* **Assignment**
Which of the lines in the records below hold the string "members"? Copy every one of them.
────────────────────
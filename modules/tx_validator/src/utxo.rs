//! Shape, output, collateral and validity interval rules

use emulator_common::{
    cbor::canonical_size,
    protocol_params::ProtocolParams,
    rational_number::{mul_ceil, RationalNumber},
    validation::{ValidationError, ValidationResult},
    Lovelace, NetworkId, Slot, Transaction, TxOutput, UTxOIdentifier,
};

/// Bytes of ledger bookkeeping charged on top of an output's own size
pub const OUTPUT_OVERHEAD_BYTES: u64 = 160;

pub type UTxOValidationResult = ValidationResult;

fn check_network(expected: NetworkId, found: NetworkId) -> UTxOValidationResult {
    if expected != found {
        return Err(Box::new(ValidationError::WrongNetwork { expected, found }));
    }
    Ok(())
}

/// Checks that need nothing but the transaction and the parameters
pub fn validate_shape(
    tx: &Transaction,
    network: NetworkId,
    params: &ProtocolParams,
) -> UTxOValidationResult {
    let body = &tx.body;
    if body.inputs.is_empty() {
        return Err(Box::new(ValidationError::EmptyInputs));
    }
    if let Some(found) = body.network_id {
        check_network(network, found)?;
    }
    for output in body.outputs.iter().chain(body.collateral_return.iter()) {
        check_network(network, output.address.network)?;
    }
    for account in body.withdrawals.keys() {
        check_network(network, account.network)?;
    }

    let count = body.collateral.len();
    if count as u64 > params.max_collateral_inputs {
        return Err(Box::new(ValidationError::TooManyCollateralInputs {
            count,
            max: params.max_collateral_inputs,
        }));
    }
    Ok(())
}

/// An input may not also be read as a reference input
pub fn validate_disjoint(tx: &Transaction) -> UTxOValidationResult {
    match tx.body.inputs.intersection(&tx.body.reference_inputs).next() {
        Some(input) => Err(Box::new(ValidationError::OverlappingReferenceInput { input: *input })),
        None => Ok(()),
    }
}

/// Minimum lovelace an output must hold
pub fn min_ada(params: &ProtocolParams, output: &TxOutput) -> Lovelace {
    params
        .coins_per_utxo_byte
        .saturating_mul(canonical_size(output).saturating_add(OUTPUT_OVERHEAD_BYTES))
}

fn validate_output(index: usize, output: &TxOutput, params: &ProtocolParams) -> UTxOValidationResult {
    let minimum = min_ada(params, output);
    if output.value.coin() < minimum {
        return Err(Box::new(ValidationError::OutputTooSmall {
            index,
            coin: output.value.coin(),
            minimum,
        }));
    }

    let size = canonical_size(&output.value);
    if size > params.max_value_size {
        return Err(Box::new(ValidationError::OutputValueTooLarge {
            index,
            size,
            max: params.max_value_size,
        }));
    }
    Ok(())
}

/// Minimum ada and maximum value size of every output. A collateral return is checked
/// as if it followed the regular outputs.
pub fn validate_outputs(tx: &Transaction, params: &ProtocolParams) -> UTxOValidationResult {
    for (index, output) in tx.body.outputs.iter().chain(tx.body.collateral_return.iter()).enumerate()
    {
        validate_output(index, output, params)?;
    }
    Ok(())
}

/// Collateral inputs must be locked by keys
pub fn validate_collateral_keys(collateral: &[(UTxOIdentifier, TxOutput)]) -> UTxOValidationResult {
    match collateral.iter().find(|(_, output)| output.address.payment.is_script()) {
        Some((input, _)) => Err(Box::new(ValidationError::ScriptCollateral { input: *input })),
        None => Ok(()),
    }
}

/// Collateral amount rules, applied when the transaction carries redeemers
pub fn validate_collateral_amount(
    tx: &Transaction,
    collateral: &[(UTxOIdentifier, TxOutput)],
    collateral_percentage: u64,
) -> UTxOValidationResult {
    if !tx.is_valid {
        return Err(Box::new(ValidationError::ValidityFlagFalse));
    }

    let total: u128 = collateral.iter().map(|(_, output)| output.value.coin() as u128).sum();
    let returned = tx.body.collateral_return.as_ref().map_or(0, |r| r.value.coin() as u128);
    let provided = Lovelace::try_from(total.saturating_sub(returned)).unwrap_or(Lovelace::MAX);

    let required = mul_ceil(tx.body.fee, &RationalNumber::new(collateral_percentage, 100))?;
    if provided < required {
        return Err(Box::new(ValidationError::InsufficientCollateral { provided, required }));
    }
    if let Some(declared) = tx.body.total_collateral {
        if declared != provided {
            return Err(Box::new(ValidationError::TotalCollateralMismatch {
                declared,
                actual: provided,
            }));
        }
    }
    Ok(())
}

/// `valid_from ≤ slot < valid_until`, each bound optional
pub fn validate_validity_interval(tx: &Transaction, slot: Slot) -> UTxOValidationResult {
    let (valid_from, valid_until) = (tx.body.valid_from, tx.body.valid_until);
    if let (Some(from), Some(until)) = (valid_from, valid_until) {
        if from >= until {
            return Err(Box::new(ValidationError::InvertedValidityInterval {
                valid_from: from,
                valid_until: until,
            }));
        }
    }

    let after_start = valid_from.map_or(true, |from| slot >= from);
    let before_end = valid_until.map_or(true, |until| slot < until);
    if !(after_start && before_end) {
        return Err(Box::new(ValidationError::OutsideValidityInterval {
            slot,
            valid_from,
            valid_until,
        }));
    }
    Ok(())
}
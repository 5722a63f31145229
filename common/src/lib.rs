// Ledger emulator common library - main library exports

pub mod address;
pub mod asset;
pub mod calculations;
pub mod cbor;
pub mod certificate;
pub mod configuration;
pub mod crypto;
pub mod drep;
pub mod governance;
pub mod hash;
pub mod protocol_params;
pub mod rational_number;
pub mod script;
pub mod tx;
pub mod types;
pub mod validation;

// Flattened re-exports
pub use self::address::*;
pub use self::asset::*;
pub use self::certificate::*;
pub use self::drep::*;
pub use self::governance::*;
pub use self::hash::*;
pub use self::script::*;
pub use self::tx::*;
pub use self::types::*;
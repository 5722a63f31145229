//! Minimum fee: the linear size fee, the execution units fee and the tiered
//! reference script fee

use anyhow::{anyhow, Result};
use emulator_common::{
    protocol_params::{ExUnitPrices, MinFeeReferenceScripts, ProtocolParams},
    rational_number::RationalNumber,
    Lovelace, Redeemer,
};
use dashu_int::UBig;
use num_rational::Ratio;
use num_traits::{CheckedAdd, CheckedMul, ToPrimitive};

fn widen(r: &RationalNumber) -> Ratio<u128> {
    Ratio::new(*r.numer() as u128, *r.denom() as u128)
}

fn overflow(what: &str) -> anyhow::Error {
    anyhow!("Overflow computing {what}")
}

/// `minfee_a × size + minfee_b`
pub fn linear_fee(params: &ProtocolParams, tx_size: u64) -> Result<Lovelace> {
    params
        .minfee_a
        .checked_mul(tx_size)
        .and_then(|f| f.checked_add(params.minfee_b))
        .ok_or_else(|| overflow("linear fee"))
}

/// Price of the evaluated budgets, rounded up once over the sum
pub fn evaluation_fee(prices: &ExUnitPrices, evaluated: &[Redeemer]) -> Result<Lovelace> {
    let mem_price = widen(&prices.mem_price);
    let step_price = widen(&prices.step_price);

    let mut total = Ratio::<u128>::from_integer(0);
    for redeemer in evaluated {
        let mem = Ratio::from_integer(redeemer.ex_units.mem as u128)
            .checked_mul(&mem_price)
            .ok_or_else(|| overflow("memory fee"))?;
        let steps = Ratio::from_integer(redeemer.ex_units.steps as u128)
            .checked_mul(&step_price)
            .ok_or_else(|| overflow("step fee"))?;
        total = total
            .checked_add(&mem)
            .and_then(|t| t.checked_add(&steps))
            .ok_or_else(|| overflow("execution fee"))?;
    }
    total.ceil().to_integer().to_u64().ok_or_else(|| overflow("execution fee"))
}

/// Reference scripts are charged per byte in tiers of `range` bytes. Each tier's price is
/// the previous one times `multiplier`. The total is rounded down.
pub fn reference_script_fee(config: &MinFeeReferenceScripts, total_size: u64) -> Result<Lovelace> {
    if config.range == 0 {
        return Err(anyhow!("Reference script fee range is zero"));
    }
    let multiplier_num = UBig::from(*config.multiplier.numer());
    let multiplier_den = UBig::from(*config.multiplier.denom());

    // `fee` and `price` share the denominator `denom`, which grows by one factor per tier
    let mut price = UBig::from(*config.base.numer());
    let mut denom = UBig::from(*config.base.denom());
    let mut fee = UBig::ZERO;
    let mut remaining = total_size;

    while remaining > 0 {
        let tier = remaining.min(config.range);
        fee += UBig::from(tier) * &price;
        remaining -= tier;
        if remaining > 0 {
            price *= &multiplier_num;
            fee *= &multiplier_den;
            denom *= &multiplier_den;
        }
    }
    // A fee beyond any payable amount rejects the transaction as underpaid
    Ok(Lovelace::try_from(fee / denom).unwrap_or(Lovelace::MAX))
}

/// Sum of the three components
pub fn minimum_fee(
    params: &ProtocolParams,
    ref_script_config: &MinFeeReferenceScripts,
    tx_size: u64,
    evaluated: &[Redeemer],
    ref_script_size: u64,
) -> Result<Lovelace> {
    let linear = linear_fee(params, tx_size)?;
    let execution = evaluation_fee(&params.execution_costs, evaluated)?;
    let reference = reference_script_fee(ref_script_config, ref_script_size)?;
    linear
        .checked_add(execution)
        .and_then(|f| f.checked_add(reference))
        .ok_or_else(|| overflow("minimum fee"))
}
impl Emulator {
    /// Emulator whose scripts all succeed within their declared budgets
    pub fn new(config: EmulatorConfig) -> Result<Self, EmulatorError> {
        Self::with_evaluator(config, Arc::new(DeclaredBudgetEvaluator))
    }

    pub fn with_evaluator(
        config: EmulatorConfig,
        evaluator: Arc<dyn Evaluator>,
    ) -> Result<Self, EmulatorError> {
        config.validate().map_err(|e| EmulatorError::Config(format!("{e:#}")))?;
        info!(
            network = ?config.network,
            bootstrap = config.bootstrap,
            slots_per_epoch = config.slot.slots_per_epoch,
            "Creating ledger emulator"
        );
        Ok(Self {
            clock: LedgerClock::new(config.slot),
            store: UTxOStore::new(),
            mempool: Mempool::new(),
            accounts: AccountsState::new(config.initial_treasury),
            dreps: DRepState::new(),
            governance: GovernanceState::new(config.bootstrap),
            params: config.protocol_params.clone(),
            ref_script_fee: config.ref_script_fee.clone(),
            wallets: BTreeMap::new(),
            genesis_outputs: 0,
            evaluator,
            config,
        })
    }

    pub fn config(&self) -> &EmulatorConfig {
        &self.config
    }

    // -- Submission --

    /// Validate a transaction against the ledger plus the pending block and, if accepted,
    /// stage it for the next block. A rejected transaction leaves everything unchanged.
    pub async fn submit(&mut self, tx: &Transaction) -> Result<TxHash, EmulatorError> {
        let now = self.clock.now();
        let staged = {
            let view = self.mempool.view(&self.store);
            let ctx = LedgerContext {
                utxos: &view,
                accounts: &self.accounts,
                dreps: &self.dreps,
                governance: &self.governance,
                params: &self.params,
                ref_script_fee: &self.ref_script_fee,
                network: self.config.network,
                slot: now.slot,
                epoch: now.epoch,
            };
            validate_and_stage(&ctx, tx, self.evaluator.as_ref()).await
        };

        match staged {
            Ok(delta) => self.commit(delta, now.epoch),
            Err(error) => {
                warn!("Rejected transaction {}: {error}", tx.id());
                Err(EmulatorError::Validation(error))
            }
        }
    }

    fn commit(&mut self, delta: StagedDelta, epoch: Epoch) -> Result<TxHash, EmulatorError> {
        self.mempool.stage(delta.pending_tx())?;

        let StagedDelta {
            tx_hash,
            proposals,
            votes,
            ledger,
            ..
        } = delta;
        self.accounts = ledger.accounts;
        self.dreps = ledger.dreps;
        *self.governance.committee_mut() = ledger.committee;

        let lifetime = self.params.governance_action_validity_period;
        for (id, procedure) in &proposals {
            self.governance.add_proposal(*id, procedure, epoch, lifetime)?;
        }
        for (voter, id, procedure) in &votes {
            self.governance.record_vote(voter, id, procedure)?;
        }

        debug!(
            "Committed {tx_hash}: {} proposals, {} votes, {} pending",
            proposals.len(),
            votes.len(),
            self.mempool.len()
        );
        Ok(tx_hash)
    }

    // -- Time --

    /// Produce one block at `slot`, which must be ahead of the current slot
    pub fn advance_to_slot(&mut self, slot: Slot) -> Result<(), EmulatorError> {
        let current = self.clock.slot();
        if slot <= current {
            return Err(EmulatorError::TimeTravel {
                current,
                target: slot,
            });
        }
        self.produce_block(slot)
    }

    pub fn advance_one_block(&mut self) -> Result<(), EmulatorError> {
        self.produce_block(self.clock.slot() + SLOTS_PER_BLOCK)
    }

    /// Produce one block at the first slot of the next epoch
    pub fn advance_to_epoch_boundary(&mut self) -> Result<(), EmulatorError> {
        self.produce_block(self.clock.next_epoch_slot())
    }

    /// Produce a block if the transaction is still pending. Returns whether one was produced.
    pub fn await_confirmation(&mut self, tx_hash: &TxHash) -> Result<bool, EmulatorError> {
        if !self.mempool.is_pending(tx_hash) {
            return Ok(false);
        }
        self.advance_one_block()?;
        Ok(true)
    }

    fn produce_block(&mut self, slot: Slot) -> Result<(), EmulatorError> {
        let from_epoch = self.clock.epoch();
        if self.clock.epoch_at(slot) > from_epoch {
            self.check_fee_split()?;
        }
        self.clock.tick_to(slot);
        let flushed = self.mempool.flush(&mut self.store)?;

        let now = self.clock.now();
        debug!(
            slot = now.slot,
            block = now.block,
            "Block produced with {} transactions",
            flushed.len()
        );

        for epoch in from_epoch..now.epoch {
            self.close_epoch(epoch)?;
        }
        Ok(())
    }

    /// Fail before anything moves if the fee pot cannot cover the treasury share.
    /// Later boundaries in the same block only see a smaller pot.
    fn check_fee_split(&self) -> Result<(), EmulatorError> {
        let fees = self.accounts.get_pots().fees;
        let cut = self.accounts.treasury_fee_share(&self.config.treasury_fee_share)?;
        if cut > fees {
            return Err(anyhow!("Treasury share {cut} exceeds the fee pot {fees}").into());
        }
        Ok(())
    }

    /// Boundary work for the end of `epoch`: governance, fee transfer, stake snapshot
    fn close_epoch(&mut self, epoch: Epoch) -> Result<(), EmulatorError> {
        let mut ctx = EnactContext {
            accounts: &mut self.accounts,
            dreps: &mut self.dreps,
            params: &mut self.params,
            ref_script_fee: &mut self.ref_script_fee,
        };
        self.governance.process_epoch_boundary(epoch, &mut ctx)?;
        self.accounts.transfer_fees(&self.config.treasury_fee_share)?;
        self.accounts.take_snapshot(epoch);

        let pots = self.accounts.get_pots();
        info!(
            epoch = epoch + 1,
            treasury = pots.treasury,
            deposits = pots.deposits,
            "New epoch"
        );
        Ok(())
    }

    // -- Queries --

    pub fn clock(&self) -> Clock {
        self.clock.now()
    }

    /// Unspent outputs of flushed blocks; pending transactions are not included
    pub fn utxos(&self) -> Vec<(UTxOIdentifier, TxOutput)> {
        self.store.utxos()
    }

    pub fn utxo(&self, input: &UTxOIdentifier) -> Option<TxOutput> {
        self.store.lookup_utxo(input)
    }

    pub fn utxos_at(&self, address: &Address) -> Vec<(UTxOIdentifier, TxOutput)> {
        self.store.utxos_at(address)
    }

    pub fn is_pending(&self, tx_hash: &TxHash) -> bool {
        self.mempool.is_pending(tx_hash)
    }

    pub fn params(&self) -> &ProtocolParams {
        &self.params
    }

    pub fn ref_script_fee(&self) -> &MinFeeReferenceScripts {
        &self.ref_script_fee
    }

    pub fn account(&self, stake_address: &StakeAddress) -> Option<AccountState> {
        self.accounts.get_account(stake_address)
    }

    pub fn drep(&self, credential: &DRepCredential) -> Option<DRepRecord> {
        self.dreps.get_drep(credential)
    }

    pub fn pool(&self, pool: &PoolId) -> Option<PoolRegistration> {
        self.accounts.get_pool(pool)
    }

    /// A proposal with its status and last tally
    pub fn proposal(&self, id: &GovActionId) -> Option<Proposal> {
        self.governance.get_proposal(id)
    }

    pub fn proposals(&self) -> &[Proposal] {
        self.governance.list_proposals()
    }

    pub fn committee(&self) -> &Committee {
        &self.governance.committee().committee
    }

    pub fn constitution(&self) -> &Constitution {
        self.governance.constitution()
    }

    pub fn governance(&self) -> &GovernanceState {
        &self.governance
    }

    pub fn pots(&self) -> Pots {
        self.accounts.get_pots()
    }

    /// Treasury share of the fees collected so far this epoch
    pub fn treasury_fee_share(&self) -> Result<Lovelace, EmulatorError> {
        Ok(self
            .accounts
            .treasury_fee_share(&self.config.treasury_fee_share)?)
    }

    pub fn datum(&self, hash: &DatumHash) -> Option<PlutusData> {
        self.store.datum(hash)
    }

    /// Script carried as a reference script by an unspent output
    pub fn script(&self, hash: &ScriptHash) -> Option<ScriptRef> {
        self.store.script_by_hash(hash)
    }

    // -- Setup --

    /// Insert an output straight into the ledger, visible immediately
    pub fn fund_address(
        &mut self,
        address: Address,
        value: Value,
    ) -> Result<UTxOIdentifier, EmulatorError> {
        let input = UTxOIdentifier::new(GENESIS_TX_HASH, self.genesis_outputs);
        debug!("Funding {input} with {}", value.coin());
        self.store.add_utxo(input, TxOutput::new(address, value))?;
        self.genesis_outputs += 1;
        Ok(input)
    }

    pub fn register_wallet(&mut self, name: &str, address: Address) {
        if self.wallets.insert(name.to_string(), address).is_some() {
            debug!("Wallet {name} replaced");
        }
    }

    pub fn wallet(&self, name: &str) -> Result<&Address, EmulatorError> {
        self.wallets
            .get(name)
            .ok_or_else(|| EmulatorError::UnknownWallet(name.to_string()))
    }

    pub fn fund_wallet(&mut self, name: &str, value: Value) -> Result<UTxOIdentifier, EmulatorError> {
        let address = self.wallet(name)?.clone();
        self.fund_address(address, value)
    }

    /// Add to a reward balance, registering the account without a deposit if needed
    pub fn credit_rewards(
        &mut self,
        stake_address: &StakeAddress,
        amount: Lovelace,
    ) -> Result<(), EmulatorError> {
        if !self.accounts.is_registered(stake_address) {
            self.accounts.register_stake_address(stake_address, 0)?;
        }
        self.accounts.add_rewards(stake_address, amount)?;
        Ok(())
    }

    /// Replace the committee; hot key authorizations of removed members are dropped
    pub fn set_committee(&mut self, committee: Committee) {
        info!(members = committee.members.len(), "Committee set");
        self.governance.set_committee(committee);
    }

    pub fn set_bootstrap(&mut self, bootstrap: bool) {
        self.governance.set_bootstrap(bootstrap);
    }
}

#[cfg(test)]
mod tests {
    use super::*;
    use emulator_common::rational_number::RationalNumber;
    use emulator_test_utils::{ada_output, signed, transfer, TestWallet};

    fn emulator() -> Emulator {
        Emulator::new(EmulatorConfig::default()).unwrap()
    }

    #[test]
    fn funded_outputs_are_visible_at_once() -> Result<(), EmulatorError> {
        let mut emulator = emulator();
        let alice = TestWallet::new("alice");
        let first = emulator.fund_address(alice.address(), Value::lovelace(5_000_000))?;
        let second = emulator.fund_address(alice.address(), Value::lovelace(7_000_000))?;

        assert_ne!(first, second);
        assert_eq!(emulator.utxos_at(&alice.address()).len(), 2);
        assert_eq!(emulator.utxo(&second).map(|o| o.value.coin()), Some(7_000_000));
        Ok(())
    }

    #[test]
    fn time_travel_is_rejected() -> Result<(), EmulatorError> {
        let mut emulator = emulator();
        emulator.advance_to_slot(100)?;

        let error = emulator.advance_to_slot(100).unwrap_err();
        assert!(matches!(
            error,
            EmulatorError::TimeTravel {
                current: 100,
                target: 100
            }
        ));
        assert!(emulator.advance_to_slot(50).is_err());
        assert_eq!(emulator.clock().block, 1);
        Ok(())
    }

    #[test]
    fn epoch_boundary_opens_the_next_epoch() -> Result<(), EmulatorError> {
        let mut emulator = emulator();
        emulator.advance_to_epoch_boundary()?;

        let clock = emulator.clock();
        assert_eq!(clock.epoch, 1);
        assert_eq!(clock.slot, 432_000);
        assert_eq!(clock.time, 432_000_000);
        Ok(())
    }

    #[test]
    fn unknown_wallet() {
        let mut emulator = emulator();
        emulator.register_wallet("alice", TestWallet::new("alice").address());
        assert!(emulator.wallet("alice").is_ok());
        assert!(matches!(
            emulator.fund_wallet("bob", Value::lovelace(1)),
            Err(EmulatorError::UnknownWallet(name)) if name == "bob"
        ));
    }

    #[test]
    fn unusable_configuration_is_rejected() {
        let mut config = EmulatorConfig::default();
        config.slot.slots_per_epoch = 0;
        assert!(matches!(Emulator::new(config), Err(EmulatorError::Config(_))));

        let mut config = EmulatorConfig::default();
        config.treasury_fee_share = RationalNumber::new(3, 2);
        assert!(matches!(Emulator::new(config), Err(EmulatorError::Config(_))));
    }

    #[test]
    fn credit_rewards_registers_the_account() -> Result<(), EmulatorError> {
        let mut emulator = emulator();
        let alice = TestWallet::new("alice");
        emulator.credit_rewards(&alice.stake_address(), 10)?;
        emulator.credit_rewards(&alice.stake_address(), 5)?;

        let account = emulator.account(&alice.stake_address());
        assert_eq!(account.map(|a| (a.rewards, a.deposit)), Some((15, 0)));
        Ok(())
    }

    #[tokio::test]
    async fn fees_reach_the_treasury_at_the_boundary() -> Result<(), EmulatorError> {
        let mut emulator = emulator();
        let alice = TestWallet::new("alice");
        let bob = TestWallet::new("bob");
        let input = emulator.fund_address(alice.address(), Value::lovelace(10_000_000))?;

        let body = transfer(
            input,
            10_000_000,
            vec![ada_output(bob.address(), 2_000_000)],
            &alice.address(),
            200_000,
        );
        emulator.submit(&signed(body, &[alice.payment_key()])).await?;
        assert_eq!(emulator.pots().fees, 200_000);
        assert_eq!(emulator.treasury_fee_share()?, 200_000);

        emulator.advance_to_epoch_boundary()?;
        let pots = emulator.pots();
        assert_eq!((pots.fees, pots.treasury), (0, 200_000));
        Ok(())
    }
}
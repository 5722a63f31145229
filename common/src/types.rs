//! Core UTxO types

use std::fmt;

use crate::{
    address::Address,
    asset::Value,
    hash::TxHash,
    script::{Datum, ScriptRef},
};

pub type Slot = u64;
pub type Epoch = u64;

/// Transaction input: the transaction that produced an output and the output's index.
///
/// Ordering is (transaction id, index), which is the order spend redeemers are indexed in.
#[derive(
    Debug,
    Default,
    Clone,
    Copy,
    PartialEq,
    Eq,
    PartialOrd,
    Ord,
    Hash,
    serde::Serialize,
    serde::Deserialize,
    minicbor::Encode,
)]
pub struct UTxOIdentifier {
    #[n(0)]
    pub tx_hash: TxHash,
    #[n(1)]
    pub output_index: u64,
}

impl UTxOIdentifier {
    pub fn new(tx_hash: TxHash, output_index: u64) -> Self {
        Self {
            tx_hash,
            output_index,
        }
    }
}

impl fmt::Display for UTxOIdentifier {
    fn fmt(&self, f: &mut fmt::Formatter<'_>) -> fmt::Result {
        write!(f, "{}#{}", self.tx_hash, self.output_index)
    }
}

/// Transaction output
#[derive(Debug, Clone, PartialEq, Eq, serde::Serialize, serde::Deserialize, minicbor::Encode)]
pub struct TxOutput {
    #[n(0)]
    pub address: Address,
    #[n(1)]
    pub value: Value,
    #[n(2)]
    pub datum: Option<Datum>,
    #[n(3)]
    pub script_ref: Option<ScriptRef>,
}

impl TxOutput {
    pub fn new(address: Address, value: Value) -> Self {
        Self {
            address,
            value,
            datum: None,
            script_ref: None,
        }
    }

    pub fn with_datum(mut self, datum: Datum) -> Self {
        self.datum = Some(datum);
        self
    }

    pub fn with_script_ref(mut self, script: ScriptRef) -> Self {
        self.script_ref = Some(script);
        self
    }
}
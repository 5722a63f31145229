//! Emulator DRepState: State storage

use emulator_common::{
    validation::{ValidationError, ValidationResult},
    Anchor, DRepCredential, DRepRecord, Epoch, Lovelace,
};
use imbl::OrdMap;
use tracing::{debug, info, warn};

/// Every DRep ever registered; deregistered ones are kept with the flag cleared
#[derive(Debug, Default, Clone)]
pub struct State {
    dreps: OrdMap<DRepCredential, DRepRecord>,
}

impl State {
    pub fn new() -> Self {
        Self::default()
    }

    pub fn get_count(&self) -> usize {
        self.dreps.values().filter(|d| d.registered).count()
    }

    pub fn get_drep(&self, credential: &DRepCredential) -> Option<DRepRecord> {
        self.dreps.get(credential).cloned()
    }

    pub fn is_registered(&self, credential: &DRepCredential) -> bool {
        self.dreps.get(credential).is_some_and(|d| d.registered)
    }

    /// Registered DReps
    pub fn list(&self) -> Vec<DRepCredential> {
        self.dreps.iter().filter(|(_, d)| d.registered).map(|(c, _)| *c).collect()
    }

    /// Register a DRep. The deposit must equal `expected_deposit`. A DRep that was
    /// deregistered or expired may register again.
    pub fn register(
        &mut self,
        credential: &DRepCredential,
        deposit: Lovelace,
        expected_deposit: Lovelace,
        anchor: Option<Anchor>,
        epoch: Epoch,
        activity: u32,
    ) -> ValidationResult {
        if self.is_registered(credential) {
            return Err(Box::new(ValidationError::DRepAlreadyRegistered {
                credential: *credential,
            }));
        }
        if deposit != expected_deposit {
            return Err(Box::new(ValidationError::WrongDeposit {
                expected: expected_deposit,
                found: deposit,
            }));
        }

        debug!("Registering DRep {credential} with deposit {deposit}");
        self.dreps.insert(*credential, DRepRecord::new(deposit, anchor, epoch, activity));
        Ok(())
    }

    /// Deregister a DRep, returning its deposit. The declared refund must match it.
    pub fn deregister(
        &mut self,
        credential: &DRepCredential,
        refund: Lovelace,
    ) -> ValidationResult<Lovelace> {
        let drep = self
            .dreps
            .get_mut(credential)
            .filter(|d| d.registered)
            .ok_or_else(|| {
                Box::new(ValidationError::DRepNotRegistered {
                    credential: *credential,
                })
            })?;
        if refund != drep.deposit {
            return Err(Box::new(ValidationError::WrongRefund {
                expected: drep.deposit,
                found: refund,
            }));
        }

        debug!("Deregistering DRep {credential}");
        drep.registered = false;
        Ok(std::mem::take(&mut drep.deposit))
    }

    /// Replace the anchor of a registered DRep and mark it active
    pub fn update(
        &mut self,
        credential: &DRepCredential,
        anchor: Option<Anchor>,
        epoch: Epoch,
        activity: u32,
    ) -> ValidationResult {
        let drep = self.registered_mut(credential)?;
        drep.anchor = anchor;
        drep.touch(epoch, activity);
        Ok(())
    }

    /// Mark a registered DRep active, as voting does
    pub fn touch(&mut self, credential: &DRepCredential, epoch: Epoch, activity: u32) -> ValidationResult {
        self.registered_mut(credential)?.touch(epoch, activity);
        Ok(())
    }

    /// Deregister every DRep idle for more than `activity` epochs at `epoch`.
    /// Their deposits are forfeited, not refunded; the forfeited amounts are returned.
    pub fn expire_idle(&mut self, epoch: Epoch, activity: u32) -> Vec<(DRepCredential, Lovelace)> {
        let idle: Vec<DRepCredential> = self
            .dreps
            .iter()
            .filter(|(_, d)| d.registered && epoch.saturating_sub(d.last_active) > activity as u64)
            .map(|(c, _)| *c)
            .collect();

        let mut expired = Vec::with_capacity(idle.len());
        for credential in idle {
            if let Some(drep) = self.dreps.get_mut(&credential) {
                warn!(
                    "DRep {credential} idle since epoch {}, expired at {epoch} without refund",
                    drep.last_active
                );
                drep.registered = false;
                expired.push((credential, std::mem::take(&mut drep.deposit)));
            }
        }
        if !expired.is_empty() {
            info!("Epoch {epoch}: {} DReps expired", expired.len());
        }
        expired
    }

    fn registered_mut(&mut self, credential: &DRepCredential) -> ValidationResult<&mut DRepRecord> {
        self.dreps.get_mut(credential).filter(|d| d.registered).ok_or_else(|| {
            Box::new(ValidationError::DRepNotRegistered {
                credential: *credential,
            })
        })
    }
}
────────────────────
* **Task response**
    /// Replace the committee; hot key authorizations of removed members are dropped
        info!(members = committee.members.len(), "Committee set");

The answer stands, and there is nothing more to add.